Possibly. I was aware of the devices as described in the link in the application of EMP delivery. And on a quick read don't see the link mentioning (except perhaps peripherally) other applications. Or I missed it in my quick read. Care to offer the paragraph if I did?

The peripheral application I mention is where it notes the electrical power output. Certainly that could power a laser of sufficient energy, however the difference as I understand it between the nuke version and the conventional version is the nuke directly excites the rods to produce the laser, all of which is consumed in the explosion, while the conventional produces electricity by powering a generator. I'm not sure there'd be time to direct that electricity into a laser generator before the whole thing was blown to bits. Its utility is (again as I understand it) in producing an explosive EMP without the dirty effects of a nuke.

Certainly a small enough generator could be built to contain the explosive blast and be reusable (see TNE MHD powered lasers for the game application for one). But we're talking a one shot bomb/missile idea here. To make it powerful enough and a laser generator that isn't consumed by the blast is a waste of design. You'll pack a bigger punch by just creating an explosion, or an EMP burst to fry the electronics.

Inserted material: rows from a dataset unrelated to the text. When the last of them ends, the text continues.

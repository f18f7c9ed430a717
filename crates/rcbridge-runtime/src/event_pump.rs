//! [`EventPump`] – drains device events into the state store.
//!
//! The device link publishes telemetry, camera frames, interaction events,
//! and link faults on the [`EventBus`].  The pump subscribes to each topic
//! when it is constructed, so events published between construction and
//! [`spawn`][EventPump::spawn] are not lost.
//!
//! Telemetry and frames are installed as-is.  Pokes are logged at `info`,
//! link faults at `warn`.  A lagging receiver skips ahead rather than
//! blocking the publisher.

use std::sync::Arc;

use rcbridge_kernel::{ShutdownSignal, StateStore};
use rcbridge_middleware::{EventBus, Topic, TopicReceiver};
use rcbridge_types::{Event, EventPayload};
use tokio::sync::broadcast::error::RecvError;
use tokio::task::JoinHandle;
use tracing::{debug, info, warn};

/// Subscriber task feeding the [`StateStore`].
pub struct EventPump {
    store: Arc<StateStore>,
    telemetry: TopicReceiver,
    camera: TopicReceiver,
    interaction: TopicReceiver,
    alerts: TopicReceiver,
}

impl EventPump {
    /// Subscribe to every device topic on `bus`.
    pub fn new(bus: &EventBus, store: Arc<StateStore>) -> Self {
        Self {
            store,
            telemetry: bus.subscribe_to(Topic::Telemetry),
            camera: bus.subscribe_to(Topic::Camera),
            interaction: bus.subscribe_to(Topic::Interaction),
            alerts: bus.subscribe_to(Topic::SystemAlerts),
        }
    }

    pub fn spawn(self, shutdown: ShutdownSignal) -> JoinHandle<()> {
        tokio::spawn(self.run(shutdown))
    }

    /// Pump events until `shutdown` is raised or every topic closes.
    pub async fn run(mut self, shutdown: ShutdownSignal) {
        let mut open = [true; 4];
        while open.iter().any(|&o| o) {
            let (index, received) = tokio::select! {
                _ = shutdown.wait() => break,
                r = self.telemetry.recv(), if open[0] => (0, r),
                r = self.camera.recv(), if open[1] => (1, r),
                r = self.interaction.recv(), if open[2] => (2, r),
                r = self.alerts.recv(), if open[3] => (3, r),
            };
            match received {
                Ok(event) => self.apply(event),
                Err(RecvError::Lagged(skipped)) => {
                    warn!(topic = ?Topic::ALL[index], skipped, "event pump lagged");
                }
                Err(RecvError::Closed) => {
                    debug!(topic = ?Topic::ALL[index], "topic closed");
                    open[index] = false;
                }
            }
        }
        debug!("event pump stopped");
    }

    fn apply(&self, event: Event) {
        match event.payload {
            EventPayload::Telemetry(snapshot) => self.store.put_telemetry(snapshot),
            EventPayload::CameraFrame(frame) => self.store.put_frame(frame),
            EventPayload::RobotPoked => info!(source = %event.source, "robot poked"),
            EventPayload::LinkFault { component, message } => {
                warn!(source = %event.source, component = %component, message = %message, "device link fault");
            }
        }
    }
}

Now that makes some sense, and is perhaps what the original author was aiming for. A penetrator missile that once inside the hull detonates an EMP pulse to fry the electronics of the ship. A "laser" delivered by a missile and detonated inside the hull still makes no sense to me.

So, nuke dampers vs conventional bomb pumped EMP missiles are not going to have an effect, agreed. EMP effects external to the hull are not going to be effective (imo, consider the usual EMP a hull deals with, so routinely that it's not even mentioned) so for an EMP to be effective it has to get inside the hull. Our problem then becomes creating a penetrator capable of actually doing that. And delivering it's warhead intact. That's going to be tricky. A simple (perhaps) methodology might be to require the missile be armoured greater than the hull. Easy to do for unarmoured hulls, not so easy for higher TL heavies. So if your missile armour is greater than the armour of the hull you manage to punch through and deliver the warhead (whatever it is) into the target. EMP will score an electrical kill (computers and all electronics fried, ship essentially dead, crew alive and ship reasonably intact), conventional will score a section kill (one area of the ship within the bulkheads killed, all crew in the section killed, rest of ship intact), and nuclear will score a total kill, ship destroyed. I still say a nuke going off inside a ship will obliterate it. Bulkheads are not going to mean squat, and armour is meant to keep stuff out and will much more easily yield from the inside. If anything a stronger hull will mean more complete destruction inside.
 
atpollard said:
DFW said:
There IS non-nuc bomb "pumping". It is called, Explosively Pumped Flux Compression Generators. http://www.abovetopsecret.com/forum/thread59555/pg1
This would be the the way lasers would be bomb pumped in the torps. That way Nuc dampers wouldn't deactivate them.

Interesting read.
The focus in the article was on generating EM pulses to fry non-hardened electronics (and central nervous systems? depending on the details). Would the technology still be applicable to thermal laser technology and vaporizing giant chunks of metal starships?

and thanks for sharing.

I think that the energy could be harnessed to power some of the newer lasers systems. http://en.wikipedia.org/wiki/Free-electron_laser#Military_uses

Would require some mods but, I think it could be done within a couple of decades.
 
far-trader said:
Now that makes some sense, and is perhaps what the original author was aiming for. A penetrator missile that once inside the hull detonates an EMP pulse to fry the electronics of the ship. A "laser" delivered by a missile and detonated inside the hull still makes no sense to me.

Yes, that makes more sense to me too.